Can the coefficient of friction be as high as 15.5?

[EmanuelPaz]

Homework Statement

I had a question on my test that went something like: "A 20kg box is being pulled at an angle of 37 degrees across the floor with a force of 300N at a constant velocity. What is the coefficient of friction?"

Homework Equations

The equations I used to solve it were:
Fpx= Fp x cos(37
Fpy= Fp x sin(37
Where Fpx is the horizontal component and Fpy is the vertical component of the pulling force.
Then I solved for Fn(normal force) with the formula:
Fn= Fg(weight) - Fpy
Then for the sum of the forces in the x direction I did
Fpx - f(friction) = ma
But ma is 0 since constant velocity
so then I said Fpx = f

The Attempt at a Solution

So from there I plugged in the value I got for Fpx which was 239.6 into f
And then I got:
f= mu(coefficient of friction) x Fn
So I got that Fn= 15.5 and I divided 239.5 by 15.5 and I got the coefficient of friction to be 15.5.

 

[americanforest]

Right physics, wrong algebra/arithmetic.

 

[SammyS]

Homework Statement

I had a question on my test that went something like: "A 20kg box is being pulled at an angle of 37 degrees across the floor with a force of 300N at a constant velocity. What is the coefficient of friction?"

Homework Equations

The equations I used to solve it were:
Fpx= Fp x cos(37
Fpy= Fp x sin(37
Where Fpx is the horizontal component and Fpy is the vertical component of the pulling force.
Then I solved for Fn(normal force) with the formula:
Fn= Fg(weight) - Fpy
Then for the sum of the forces in the x direction I did
Fpx - f(friction) = ma
But ma is 0 since constant velocity
so then I said Fpx = f

The Attempt at a Solution

So from there I plugged in the value I got for Fpx which was 239.6 into f
And then I got:
f= mu(coefficient of friction) x Fn
So I got that Fn= 15.5 and I divided 239.5 by 15.5 and I got the coefficient of friction to be 15.5.

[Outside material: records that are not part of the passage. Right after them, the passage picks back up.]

use crate::{AppState, handlers};
use axum::{
    Router,
    routing::{get, post, put},
};

/// Authenticated Router Module
///
/// Write access to the movie catalog for any signed-in user. Wrapped by the auth
/// middleware in `create_router`; the handlers also take `AuthUser` themselves.
pub fn authenticated_routes() -> Router<AppState> {
    Router::<AppState>::new()
        // GET /api/me
        // The caller's {id, role_id}.
        .route("/api/me", get(handlers::session::get_me))
        // POST /api/peliculas, PUT/DELETE /api/peliculas/{id}
        .route("/api/peliculas", post(handlers::movies::create_movie))
        .route(
            "/api/peliculas/{id}",
            put(handlers::movies::update_movie).delete(handlers::movies::delete_movie),
        )
        // POST /api/{catalog}, PUT/DELETE /api/{catalog}/{id}
        // Roles and estados additionally demand the admin role inside the handler.
        .route("/api/{catalog}", post(handlers::catalog::create_record))
        .route(
            "/api/{catalog}/{id}",
            put(handlers::catalog::update_record).delete(handlers::catalog::delete_record),
        )
}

Hello EmanuelPaz. Welcome to PF !

It's not a very realistic value for a coefficient of friction, but it appears that you worked the problem correctly.

I did not check your numerical values exactly, but I did an estimate using approximate values such as g ≈ 10 m/s² , sin(37°) ≈ 0.6 , and cos(37°) ≈ 0.8 .

With those values I got μ = 12 . That may seem significantly different, but the approximate g value, together with the fact that the vertical component of the applied force nearly cancels the gravitational force means that my value for the normal force was somewhat too large. Therefore, I got a smaller value for μ .

 

[andrevdh]

I seem to get the same answer as you

 

[andrevdh]

μ = cos(θ) / (W/F_P - sin(θ))

 

[EmanuelPaz]

Right physics, wrong algebra/arithmetic.

Can you please tell me what I did wrong in my algebra/arithmetic?

 

[EmanuelPaz]

Hello EmanuelPaz. Welcome to PF !

It's not a very realistic value for a coefficient of friction, but it appears that you worked the problem correctly.

I did not check your numerical values exactly, but I did an estimate using approximate values such as g ≈ 10 m/s² , sin(37°) ≈ 0.6 , and cos(37°) ≈ 0.8 .

With those values I got μ = 12 . That may seem significantly different, but the approximate g value, together with the fact that the vertical component of the applied force nearly cancels the gravitational force means that my value for the normal force was somewhat too large. Therefore, I got a smaller value for μ .

Yes, I also do not think it is a very realistic value for the coefficient of friction. But if you say I worked it out correctly then even if I get it wrong I'll still get most of the points, so that's good. Thank you for the help.

 

[SammyS]

Yes, I also do not think it is a very realistic value for the coefficient of friction. But if you say I worked it out correctly then even if I get it wrong I'll still get most of the points, so that's good. Thank you for the help.

I don't think you made any mistake.

 

[dean barry]

I think you can ignore the vertical component of the force entirely, and since the speed is constant the pull and friction forces are the same.

 

[CWatters]

You still need to divide by the normal force to get the coefficient of friction so you can't ignore the vertical component.

 

[CWatters]

My guess is that this problem started life as a simpler problem with a horizontal pull of 300N and someone changed it so the towing force was at an angle. The vertical component is almost big enough to lift the box off the ground.

 

[haruspex]

I think you can ignore the vertical component of the force entirely

By what logic? As CWatters points out, the vertical component of the pull is nearly enough to lift the box off the ground, so the normal force is quite small.
Of course, it could be that the pull angle is supposed to be below the horizontal.

 

[SammyS]

...

Of course, it could be that the pull angle is supposed to be below the horizontal.

The back of my envelope says that gives μ between 0.6 and 0.7 . -- much more reasonable.